Peran Rasio Fibrinogen-Albumin pada Stratifikasi Risiko Pasien Leukemia Limfoblastik Akut Anak di RS Adam Malik

Abstract

Background: Inflammation and nutritional status contribute significantly to the pathophysiology and clinical severity of Acute Lymphoblastic Leukemia (ALL) in children. The fibrinogen to albumin ratio/FAR, a composite inflammation–nutrition biomarker, has emerged as a potential prognostic indicator; however, evidence in pediatric ALL is limited. Objective: To assess the role of FAR in risk stratification of pediatric ALL patients and to compare demographic and laboratory characteristics by risk categories. Methods: A prospective cross-sectional study was conducted among 29 newly diagnosed pediatric ALL patients at Adam Malik Hospital. Fibrinogen and albumin levels were measured using the Clauss and colorimetric methods, respectively. Statistical analyses included Mann–Whitney, independent t-test, Fisher exact test, and univariate general linear model. Significance was set at p < 0.05. Results: Of the 29 patients, 15 were categorized as Standard Risk (SR) and 14 as High Risk (HR). No significant differences were observed in age, sex distribution, extramedullary involvement, FAB classification, hemoglobin, leukocyte count, platelet count, or peripheral/bone marrow blasts (all p > 0.05). Median fibrinogen was higher in the HR group (280.9 mg/dL) compared with SR (166.2 mg/dL) but not statistically significant (p = 0.156). Albumin levels were significantly lower in HR (3.38 ± 0.57 g/dL) than SR (3.96 ± 0.35 g/dL) (p = 0.003). FAR was significantly elevated in HR (median 0.067) compared with SR (median 0.039) (p = 0.047).
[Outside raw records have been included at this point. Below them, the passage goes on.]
//! Event sets
//!
//! An event set multiplexes up to 32 numbered events over one wait queue.
//! Raising an event marks it pending and hands it to the lowest-numbered
//! waiting thread, which receives the event number as its result; with no
//! waiter the pending bit holds the event. Masked events accumulate in the
//! pending bitmap without waking anyone until unmasked.

use log::trace;

use crate::config::EVENTS_PER_SET;
use crate::kern::obj::ObjectKind;
use crate::kern::sched::Kernel;
use crate::types::{Error, ObjectId, Outcome, ThreadId, Ticks, TrapResult};

/// Pending/mask bitmap pair of one event set.
#[derive(Debug, Clone, Copy, PartialEq, Eq)]
pub struct EventSet {
    pub pend: u32,
    pub mask: u32,
}

impl EventSet {
    /// Fresh set: nothing pending, every event unmasked.
    pub const INIT: EventSet = EventSet {
        pend: 0,
        mask: u32::MAX,
    };
}

impl Kernel {
    /// Wait for any unmasked event; the lowest pending one is consumed and
    /// returned.
    pub fn ev_wait(&mut self, th: ThreadId, oid: ObjectId) -> TrapResult {
        let idx = self.obj_check(oid, ObjectKind::Event)?;

        let armed = self.ev[idx].pend & self.ev[idx].mask;
        if armed != 0 {
            let ev = armed.trailing_zeros();
            self.ev[idx].pend &= !(1 << ev);
            return Ok(Outcome::Done(ev));
        }
        self.wq_insert(oid.index(), th);
        self.defer_sched();
        trace!("{} waits on {}", th, oid);
        Ok(Outcome::Blocked)
    }

    /// [`Kernel::ev_wait`] with a timeout.
    pub fn ev_wait_timed(&mut self, th: ThreadId, oid: ObjectId, ms: Ticks) -> TrapResult {
        let idx = self.obj_check(oid, ObjectKind::Event)?;
        Self::check_timeout(ms)?;

        let armed = self.ev[idx].pend & self.ev[idx].mask;
        if armed != 0 {
            let ev = armed.trailing_zeros();
            self.ev[idx].pend &= !(1 << ev);
            return Ok(Outcome::Done(ev));
        }
        self.wq_insert_timed(oid.index(), th, ms);
        self.retval_set(th, Error::Timeout.code() as u32);
        self.defer_sched();
        Ok(Outcome::Blocked)
    }

    /// Raise event `ev` on the set: deliver to a waiter or leave pending.
    pub fn ev_raise(&mut self, oid: ObjectId, ev: u32) -> TrapResult {
        let idx = self.obj_check(oid, ObjectKind::Event)?;
        if ev >= EVENTS_PER_SET {
            return Err(Error::InvalidArgument);
        }

        let unmasked = self.ev[idx].mask & (1 << ev) != 0;
        match self.wq_head(oid.index()) {
            Some(th) if unmasked => {
                self.wakeup_return(oid.index(), th, ev);
                self.preempt();
                trace!("event {}:{} delivered to {}", oid, ev, th);
            }
            _ => {
                self.ev[idx].pend |= 1 << ev;
            }
        }
        Ok(Outcome::Done(0))
    }

    /// Mask or unmask one event. Unmasking delivers a pending occurrence
    /// to a waiter right away.
    pub fn ev_mask(&mut self, oid: ObjectId, ev: u32, enabled: bool) -> TrapResult {
        let idx = self.obj_check(oid, ObjectKind::Event)?;
        if ev >= EVENTS_PER_SET {
            return Err(Error::InvalidArgument);
        }

        if enabled {
            self.ev[idx].mask |= 1 << ev;
            if self.ev[idx].pend & (1 << ev) != 0 {
                if let Some(th) = self.wq_head(oid.index()) {
                    self.ev[idx].pend &= !(1 << ev);
                    self.wakeup_return(oid.index(), th, ev);
                    self.preempt();
                }
            }
        } else {
            self.ev[idx].mask &= !(1 << ev);
        }
        Ok(Outcome::Done(0))
    }

    /// Drop a pending occurrence of `ev` without delivering it.
    pub fn ev_clear(&mut self, oid: ObjectId, ev: u32) -> TrapResult {
        let idx = self.obj_check(oid, ObjectKind::Event)?;
        if ev >= EVENTS_PER_SET {
            return Err(Error::InvalidArgument);
        }
        self.ev[idx].pend &= !(1 << ev);
        Ok(Outcome::Done(0))
    }

    /// Pending bitmap, for introspection and tests.
    pub fn ev_pending(&self, oid: ObjectId) -> Result<u32, Error> {
        let idx = self.obj_check(oid, ObjectKind::Event)?;
        Ok(self.ev[idx].pend)
    }
}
FAR showed a significant association with risk stratification (p = 0.042), with high FAR present in 72.7% of HR patients. High FAR increased the probability of high-risk classification by 39%. Conclusion: FAR is significantly associated with risk stratification in pediatric ALL and may serve as a simple, accessible biomarker to complement existing risk assessment tools. Albumin, but not fibrinogen alone, also differed significantly between risk groups. Larger multicenter studies are warranted to validate its prognostic utility.